Each record that follows should be transcribed word for word.

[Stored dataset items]
★ ★ ★ ★

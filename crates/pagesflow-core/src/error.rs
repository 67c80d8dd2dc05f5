//! Deploy error types

use crate::config::Setting;
use std::time::Duration;
use thiserror::Error;

/// Errors returned by [`crate::Deployer::deploy`]
///
/// A failed upload is not an error: it is reported through
/// [`crate::DeployOutcome`]. Only input that must be fixed before any
/// process can be started ends up here.
#[derive(Error, Debug)]
pub enum DeployError {
    #[error("Missing required setting: {0}")]
    MissingSetting(Setting),
}

pub type Result<T> = std::result::Result<T, DeployError>;

/// Errors raised by a [`crate::ProcessRunner`]
#[derive(Error, Debug)]
pub enum RunError {
    #[error("failed to start {program}: {source}")]
    Spawn {
        program: String,
        #[source]
        source: std::io::Error,
    },

    #[error("{program} did not finish within {}s", .after.as_secs())]
    Timeout { program: String, after: Duration },

    #[error("{program} was interrupted")]
    Interrupted { program: String },

    #[error("failed to wait for {program}: {source}")]
    Wait {
        program: String,
        #[source]
        source: std::io::Error,
    },
}

/// Errors raised by a [`crate::StaticGenerator`]
#[derive(Error, Debug)]
pub enum GenerateError {
    #[error("base URL must not be empty")]
    EmptyBaseUrl,

    #[error("static generation exited with code {code}: {output}")]
    Failed { code: i32, output: String },

    #[error(transparent)]
    Run(#[from] RunError),
}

★ ★ ★ ★

◆ Answer to this problem ◆
filename crates/pagesflow-core/src/error.rs
repository 67c80d8dd2dc05f5
//! Deploy error types

use crate::config::Setting;
use std::time::Duration;
use thiserror::Error;

/// Errors returned by [`crate::Deployer::deploy`]
///
/// A failed upload is not an error: it is reported through
/// [`crate::DeployOutcome`]. Only input that must be fixed before any
/// process can be started ends up here.
#[derive(Error, Debug)]
pub enum DeployError {
    #[error("Missing required setting: {0}")]
    MissingSetting(Setting),
}

pub type Result<T> = std::result::Result<T, DeployError>;

/// Errors raised by a [`crate::ProcessRunner`]
#[derive(Error, Debug)]
pub enum RunError {
    #[error("failed to start {program}: {source}")]
    Spawn {
        program: String,
        #[source]
        source: std::io::Error,
    },

    #[error("{program} did not finish within {}s", .after.as_secs())]
    Timeout { program: String, after: Duration },

    #[error("{program} was interrupted")]
    Interrupted { program: String },

    #[error("failed to wait for {program}: {source}")]
    Wait {
        program: String,
        #[source]
        source: std::io::Error,
    },
}

/// Errors raised by a [`crate::StaticGenerator`]
#[derive(Error, Debug)]
pub enum GenerateError {
    #[error("base URL must not be empty")]
    EmptyBaseUrl,

    #[error("static generation exited with code {code}: {output}")]
    Failed { code: i32, output: String },

    #[error(transparent)]
    Run(#[from] RunError),
}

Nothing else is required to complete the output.